This container supports only .csv ("comma-separated values") files.

In [None]:
daal_decision_forest.fit({"training": "s3://<bucket-name>/<training-data-path>"})

### Real-time prediction
Firstly, you need to deploy SageMaker endpoint that consumes data.

In [None]:
predictor = daal_decision_forest.deploy(1, "ml.m4.xlarge", serializer=sagemaker.predictor.csv_serializer)

Secondly, you should pass data as numpy array to predictor instance and get transformed data as space-separated values.

In this example we are passing random data, but you can use any numpy 2D array

In [None]:
import numpy as np

predict_data = np.random.random(size=(10,10))
print(predictor.predict(predict_data).decode("utf-8"))

Don't forget to delete endpoint if you don't need it anymore.

In [None]:
sess.delete_endpoint(predictor.endpoint)

### Batch transform job
If you don't need real-time prediction, you can use transform job. It uses saved model, compute transformed data one time and saves it in specified or auto-generated output path.

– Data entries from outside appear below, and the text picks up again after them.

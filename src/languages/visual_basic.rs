//! Visual Basic adapter.

use std::sync::Arc;

use super::{names, targets, LanguageAdapter, LanguageDefaults, SharedOptions};
use crate::compilation::assembly::Construct;
use crate::compilation::session::{
    CompilationOptions, CompilationSession, OptimizationLevel, OutputKind, ParseOptions,
    ReferenceSet,
};

/// Newest language version the front end accepts.
pub const MAX_LANGUAGE_VERSION: &str = "latest";

const DEBUG_SYMBOL: &str = "DEBUG=True";

const REFERENCES: [&str; 4] = [
    "System.Runtime",
    "Microsoft.VisualBasic",
    "System.ValueTuple",
    "CodeLab.Runtime",
];

/// Declaration modifiers, compared case-insensitively.
const MODIFIERS: [&str; 25] = [
    "Public", "Private", "Protected", "Friend", "Shared", "Shadows", "Overloads", "Overrides",
    "Overridable", "NotOverridable", "MustOverride", "ReadOnly", "WriteOnly", "Dim", "Const",
    "Static", "Partial", "Async", "Iterator", "Default", "WithEvents", "Widening", "Narrowing",
    "MustInherit", "NotInheritable",
];

/// Member-level statements that never declare a field.
const NON_FIELD_KEYWORDS: [&str; 8] = [
    "Declare", "Delegate", "Event", "Inherits", "Implements", "Imports", "Option", "Namespace",
];

fn symbols(level: OptimizationLevel) -> Vec<String> {
    match level {
        OptimizationLevel::Debug => vec![DEBUG_SYMBOL.to_string()],
        OptimizationLevel::Release => Vec::new(),
    }
}

/// Adapter for Visual Basic.
///
/// Method parameter lines are not reported.
#[derive(Debug, Clone, Copy, Default)]
pub struct VisualBasicAdapter;

impl LanguageAdapter for VisualBasicAdapter {
    fn language_name(&self) -> &'static str {
        names::VISUAL_BASIC
    }

    fn configure(&self, shared: &SharedOptions) -> LanguageDefaults {
        LanguageDefaults {
            parse_options: ParseOptions {
                language_version: MAX_LANGUAGE_VERSION.to_string(),
                preprocessor_symbols: symbols(OptimizationLevel::Debug),
                features: shared.features.clone(),
                ..ParseOptions::default()
            },
            compilation_options: CompilationOptions::default(),
            references: Arc::new(ReferenceSet::new(REFERENCES).extended(&shared.extra_references)),
        }
    }

    fn set_optimization(&self, session: &mut CompilationSession, level: OptimizationLevel) {
        session.parse_options.preprocessor_symbols = symbols(level);
        session.compilation_options.optimization = level;
    }

    fn set_options_for_target(&self, session: &mut CompilationSession, target: &str) {
        session.compilation_options.output_kind = if target == targets::RUN {
            OutputKind::ConsoleApplication
        } else {
            OutputKind::DynamicallyLinkedLibrary
        };
    }

    fn find_constructs(&self, session: &CompilationSession) -> Vec<Construct> {
        shared_initializers(session.text())
            .into_iter()
            .map(|type_name| Construct::StaticInitializer { type_name })
            .collect()
    }
}

#[derive(Debug)]
enum Block {
    Type { name: String, module: bool, interface: bool },
    /// A member body, closed by `End <keyword>`.
    Body(&'static str),
    /// A property header that may or may not open a `Get`/`Set` body.
    Property,
}

fn is(word: &str, keyword: &str) -> bool {
    word.eq_ignore_ascii_case(keyword)
}

/// Code part of a line: comments removed, leading attribute list skipped.
fn code_of(line: &str) -> &str {
    let mut in_string = false;
    let mut end = line.len();
    for (index, c) in line.char_indices() {
        match c {
            '"' => in_string = !in_string,
            '\'' | '\u{2018}' | '\u{2019}' if !in_string => {
                end = index;
                break;
            }
            _ => {}
        }
    }
    let mut code = line[..end].trim();
    let remark = code.get(..3).is_some_and(|w| is(w, "REM"))
        && code.get(3..).is_some_and(|r| r.is_empty() || r.starts_with(char::is_whitespace));
    if remark {
        return "";
    }
    while code.starts_with('<') {
        match code.find('>') {
            Some(close) => code = code[close + 1..].trim_start(),
            None => return "",
        }
    }
    code
}

fn has_initializer(code: &str) -> bool {
    let mut in_string = false;
    code.chars().any(|c| {
        if c == '"' {
            in_string = !in_string;
        }
        c == '=' && !in_string
    })
}

/// Types with a shared field initializer or a `Shared Sub New`, nested types
/// joined with `+`. Members of a `Module` are implicitly shared.
fn shared_initializers(text: &str) -> Vec<String> {
    let mut blocks: Vec<Block> = Vec::new();
    let mut found = Vec::new();

    for line in text.lines() {
        let code = code_of(line);
        let words: Vec<&str> = code.split_whitespace().collect();
        let Some(&first) = words.first() else {
            continue;
        };

        match blocks.last() {
            Some(Block::Body(end)) => {
                let end = *end;
                if is(first, "End") && words.get(1).is_some_and(|w| is(w, end)) {
                    blocks.pop();
                }
                continue;
            }
            Some(Block::Property) => {
                blocks.pop();
                let accessor = words
                    .iter()
                    .find(|w| !MODIFIERS.iter().any(|m| is(w, m)))
                    .is_some_and(|w| is(w, "Get") || is(w, "Set"));
                if accessor {
                    blocks.push(Block::Body("Property"));
                    continue;
                }
            }
            _ => {}
        }

        if is(first, "End") {
            let closes_type = words
                .get(1)
                .is_some_and(|w| ["Class", "Structure", "Module", "Interface"].iter().any(|k| is(w, k)));
            if closes_type && matches!(blocks.last(), Some(Block::Type { .. })) {
                blocks.pop();
            }
            continue;
        }

        let split = words
            .iter()
            .position(|w| !MODIFIERS.iter().any(|m| is(w, m)))
            .unwrap_or(words.len());
        let (modifiers, rest) = words.split_at(split);
        let has = |modifier: &str| modifiers.iter().any(|w| is(w, modifier));
        let Some(&keyword) = rest.first() else {
            continue;
        };

        let (type_path, in_module, in_interface) = {
            let mut names = Vec::new();
            let mut innermost = None;
            for block in &blocks {
                if let Block::Type { name, module, interface } = block {
                    names.push(name.as_str());
                    innermost = Some((*module, *interface));
                }
            }
            let (module, interface) = innermost.unwrap_or((false, false));
            (names.join("+"), module, interface)
        };
        let shared = has("Shared") || in_module;

        let kind = ["Class", "Structure", "Module", "Interface"]
            .into_iter()
            .find(|k| is(keyword, k));
        if let Some(kind) = kind {
            let name = rest.get(1).copied().map_or("", |w| w.split('(').next().unwrap_or(w));
            blocks.push(Block::Type {
                name: name.to_string(),
                module: kind == "Module",
                interface: kind == "Interface",
            });
            continue;
        }
        if type_path.is_empty() || in_interface {
            continue;
        }

        let bodiless = has("MustOverride");
        if let Some(end) = ["Sub", "Function", "Operator"].into_iter().find(|k| is(keyword, k)) {
            let constructor = rest
                .get(1)
                .copied()
                .is_some_and(|w| is(w.split('(').next().unwrap_or(w), "New"));
            if end == "Sub" && constructor && shared {
                found.push(type_path);
            }
            if !bodiless {
                blocks.push(Block::Body(end));
            }
        } else if is(keyword, "Property") {
            if has_initializer(code) {
                if shared {
                    found.push(type_path);
                }
            } else if !bodiless {
                blocks.push(Block::Property);
            }
        } else if is(keyword, "Enum") {
            blocks.push(Block::Body("Enum"));
        } else if is(keyword, "Custom") {
            blocks.push(Block::Body("Event"));
        } else if !NON_FIELD_KEYWORDS.iter().any(|k| is(keyword, k))
            && shared
            && !has("Const")
            && has_initializer(code)
        {
            found.push(type_path);
        }
    }
    found
}

#[cfg(test)]
mod tests {
    use super::*;
    use crate::languages::SourcePosition;

    fn session() -> CompilationSession {
        let adapter = Arc::new(VisualBasicAdapter);
        let defaults = adapter.configure(&SharedOptions::default());
        CompilationSession::new(adapter, &defaults)
    }

    #[test]
    fn test_debug_symbol_only_in_debug() {
        let mut session = session();
        VisualBasicAdapter.set_optimization(&mut session, OptimizationLevel::Debug);
        assert_eq!(session.parse_options.preprocessor_symbols, ["DEBUG=True"]);

        VisualBasicAdapter.set_optimization(&mut session, OptimizationLevel::Release);
        assert!(session.parse_options.preprocessor_symbols.is_empty());
        assert_eq!(session.optimization(), OptimizationLevel::Release);
    }

    #[test]
    fn test_target_never_allows_unsafe() {
        let mut session = session();
        VisualBasicAdapter.set_options_for_target(&mut session, targets::RUN);
        assert_eq!(session.compilation_options.output_kind, OutputKind::ConsoleApplication);

        VisualBasicAdapter.set_options_for_target(&mut session, targets::CSHARP);
        assert_eq!(session.compilation_options.output_kind, OutputKind::DynamicallyLinkedLibrary);
        assert!(!session.compilation_options.allow_unsafe);
    }

    #[test]
    fn test_parameter_lines_unsupported() {
        let mut session = session();
        session.set_text("Class C\n  Sub M(a As Integer)\n  End Sub\nEnd Class");
        assert!(VisualBasicAdapter
            .method_parameter_lines(&session, SourcePosition::new(2, 7))
            .is_empty());
    }

    #[test]
    fn test_shared_initializers_found() {
        let text = "Imports System\n\
                    Class Counter\n\
                    Private Shared nextId As Integer = 1 ' seed\n\
                    Private count As Integer = 0\n\
                    Const Limit As Integer = 10\n\
                    Sub Bump()\n\
                        Dim step As Integer = 1\n\
                    End Sub\n\
                    Class Inner\n\
                        Shared Sub New()\n\
                        End Sub\n\
                    End Class\n\
                    End Class\n\
                    Module Settings\n\
                    Dim name As String = \"x\"\n\
                    Function Twice(x As Integer) As Integer\n\
                        Return x * 2\n\
                    End Function\n\
                    End Module\n";
        assert_eq!(
            shared_initializers(text),
            ["Counter", "Counter+Inner", "Settings"]
        );
    }

    #[test]
    fn test_instance_members_and_properties() {
        let text = "Class C\n\
                    Property Name As String\n\
                    Property Size As Integer\n\
                        Get\n\
                            Dim x = 1\n\
                            Return x\n\
                        End Get\n\
                    End Property\n\
                    Shared Property Total As Integer = 3\n\
                    End Class\n";
        assert_eq!(shared_initializers(text), ["C"]);
    }

    #[test]
    fn test_shared_field_unsupported_for_jit_asm() {
        let mut session = session();
        session.set_text("Class C\n    Shared F As Integer = 0\nEnd Class");
        let constructs = VisualBasicAdapter.find_constructs(&session);
        assert_eq!(constructs, vec![Construct::StaticInitializer { type_name: "C".to_string() }]);
        assert!(!VisualBasicAdapter.supports(targets::JIT_ASM, &constructs[0]));
    }
}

More about transform jobs: https://docs.aws.amazon.com/sagemaker/latest/dg/how-it-works-batch.html

Transformer API: https://sagemaker.readthedocs.io/en/latest/transformer.html

In [None]:
transformer = daal_decision_forest.transformer(1, 'ml.m4.xlarge')
transformer.transform("s3://<bucket-name>/<prediction-data-path>", content_type='text/csv')
transformer.wait()
print(transformer.output_path)